In animal models we also observed that during the crisis-stage of septic shock pathogenicity, A2M levels came down to 30% of its original level 7-8. Therefore under chronic and severely ill conditions, A2M, which is supplied from liver, continuously attempts to maintain normal immune conditions via protease inhibition. However, increased severity and chronicity of infection progressively limits A2M conferred immunity after an interim of prolonged and continuous secretion of proteases by micro-organisms. This inevitably depletes the ability for endogenous A2M based immunity via protease inhibition, either due to deteriorating production or exhaustion from liver, indicatively leading to the key event for the beginning of disease process 4  (Figure 2).

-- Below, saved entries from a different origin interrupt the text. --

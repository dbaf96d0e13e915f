use std::f32::consts::PI;

use crate::math::{Spectrum, Vec3};

// Based on Physically Based Rendering 3rd ed.
// https://www.pbr-book.org/3ed-2018/Reflection_Models/Microfacet_Models#MicrofacetDistributionFunctions
// https://www.pbr-book.org/3ed-2018/Reflection_Models/Fresnel_Incidence_Effects

/// Reflectance of dielectrics at normal incidence.
const DIELECTRIC_F0: f32 = 0.04;

/// The lit base color under the hatching, a metalness/roughness surface in the spirit of
/// a standard real-time material.
#[derive(Copy, Clone, Debug)]
pub struct StandardSurface {
    pub albedo: Spectrum<f32>,
    pub roughness: f32,
    pub metalness: f32,
}

/// A light arriving from a single direction.
#[derive(Copy, Clone, Debug)]
pub struct DirectionalLight {
    /// Unit vector toward the light.
    pub to_light: Vec3<f32>,
    pub color: Spectrum<f32>,
}

impl StandardSurface {
    pub fn new(albedo: Spectrum<f32>, roughness: f32, metalness: f32) -> Self {
        Self {
            albedo,
            roughness: roughness.clamp(0.0, 1.0),
            metalness: metalness.clamp(0.0, 1.0),
        }
    }

    /// Trowbridge-Reitz normal distribution with `alpha = roughness^2`.
    fn d(&self, cos_theta_h: f32) -> f32 {
        let alpha = (self.roughness * self.roughness).max(0.001);
        let alpha_2 = alpha * alpha;
        let c2 = cos_theta_h * cos_theta_h;
        let denom = c2 * (alpha_2 - 1.0) + 1.0;
        alpha_2 / (PI * denom * denom)
    }

    /// Smith masking-shadowing, Schlick-GGX form.
    fn g(&self, n_dot_v: f32, n_dot_l: f32) -> f32 {
        let k = {
            let r = self.roughness + 1.0;
            r * r / 8.0
        };
        let g1 = |c: f32| c / (c * (1.0 - k) + k);
        g1(n_dot_v) * g1(n_dot_l)
    }

    fn fresnel(&self, cos_theta: f32) -> Spectrum<f32> {
        let f0 = Spectrum::splat(DIELECTRIC_F0).lerp(self.albedo, self.metalness);
        let m = (1.0 - cos_theta).clamp(0.0, 1.0).powi(5);
        f0 + (Spectrum::ones() - f0) * m
    }

    /// Returns the shaded color at a point with unit normal `n` seen from unit direction
    /// `wo`, clamped to `[0, 1]`.
    pub fn shade(
        &self,
        n: Vec3<f32>,
        wo: Vec3<f32>,
        light: &DirectionalLight,
        ambient: Spectrum<f32>,
    ) -> Spectrum<f32> {
        let diffuse_albedo = self.albedo * (1.0 - self.metalness);
        let mut color = diffuse_albedo.mul_element(ambient);

        let n_dot_l = n.dot(light.to_light);
        let n_dot_v = n.dot(wo).max(1e-4);
        if n_dot_l > 0.0 {
            let wh = (light.to_light + wo).normalized_or(n);
            let f = self.fresnel(wh.dot(wo).max(0.0));
            let specular = f * (self.d(n.dot(wh).max(0.0)) * self.g(n_dot_v, n_dot_l)
                / (4.0 * n_dot_v * n_dot_l).max(1e-4));
            let kd = (Spectrum::ones() - f) * (1.0 - self.metalness);
            let diffuse = kd.mul_element(self.albedo) / PI;

            color += (diffuse + specular).mul_element(light.color) * (n_dot_l * PI);
        }

        color.clamped(0.0, 1.0)
    }
}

Contrasting levels of A2M and protease(s) activity must be further investigated in order to understand the pathophysiology of many disease processes where the necessary amount of A2M needed to maintain normal immunity is jeopardized due to production depletion/exhaustion in chronic illness.

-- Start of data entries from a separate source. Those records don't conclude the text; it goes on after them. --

use serde::{Deserialize, Serialize};

use super::common::{FloatValueType, ValueType};

// Based on Physically Based Rendering 3rd ed.
// https://www.pbr-book.org/3ed-2018/Color_and_Radiometry/Spectral_Representation

/// A color stored as RGB.
///
/// Values used by the hatching pipeline are normalized to `[0, 1]` per channel.
#[derive(Copy, Clone, Debug, PartialEq, Deserialize, Serialize)]
pub struct Spectrum<T>
where
    T: ValueType,
{
    /// The r component of the spd
    pub r: T,
    /// The g component of the spd
    pub g: T,
    /// The b component of the spd
    pub b: T,
}

impl_vec_like!(Spectrum { r, g, b });

impl<T> Spectrum<T>
where
    T: FloatValueType,
{
    /// Perceptual brightness using the Rec. 601 channel weights.
    #[inline]
    pub fn luma(&self) -> T {
        let w = |v: f64| T::from_f64(v).unwrap_or_else(T::zero);
        self.r * w(0.299) + self.g * w(0.587) + self.b * w(0.114)
    }

    /// Returns `true` if this `Spectrum` is black.
    #[inline]
    pub fn is_black(&self) -> bool {
        self.r == T::zero() && self.g == T::zero() && self.b == T::zero()
    }
}

impl Spectrum<f32> {
    /// Creates a `Spectrum` from a packed `0xRRGGBB` value.
    pub fn from_hex(hex: u32) -> Self {
        let channel = |shift: u32| (((hex >> shift) & 0xFF) as f32) / (u8::MAX as f32);
        Self::new(channel(16), channel(8), channel(0))
    }

    /// Packs this `Spectrum` into `0xRRGGBB`, clamping channels to `[0, 1]`.
    pub fn to_hex(&self) -> u32 {
        let channel = |v: f32| (v.clamp(0.0, 1.0) * (u8::MAX as f32)).round() as u32;
        (channel(self.r) << 16) | (channel(self.g) << 8) | channel(self.b)
    }
}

Proteins of the A2M family are present in a variety of animal phyla, including the nematodes, arthropods, mollusks, echinoderms, urochordates, and vertebrates and invertebrates or even plant kingdom1. A shared suite of unique functional characteristics have been documented for the A2Ms of vertebrates, arthropods, and mollusks. The A2Ms of nematodes, arthropods, mollusks show significant sequence identity in key functional domains. Thus, the A2Ms comprise an evolutionarily conserved arm of the innate immune system with similar structure and function in animal phyla separated by 0.6 billion years of evolution1. A2M prevents protease induced activation of coagulation by inhibiting thrombin and inhibitor of fibrinolysis by inhibiting plasmin and kallikrein. Numerous growth factors, cytokines and hormones bind to A2M. A2M also binds soluble beta-amyloid, of which it mediates degradation as seen in the brain of Alzheimer's disease (AD) patients. A2M is synthesized mainly in liver, but also locally by macrophages, fibroblasts, and adrenocortical cells. A2M is also produced in the brain where it binds multiple extracellular ligands and is internalized by neurons and astrocytes16-22.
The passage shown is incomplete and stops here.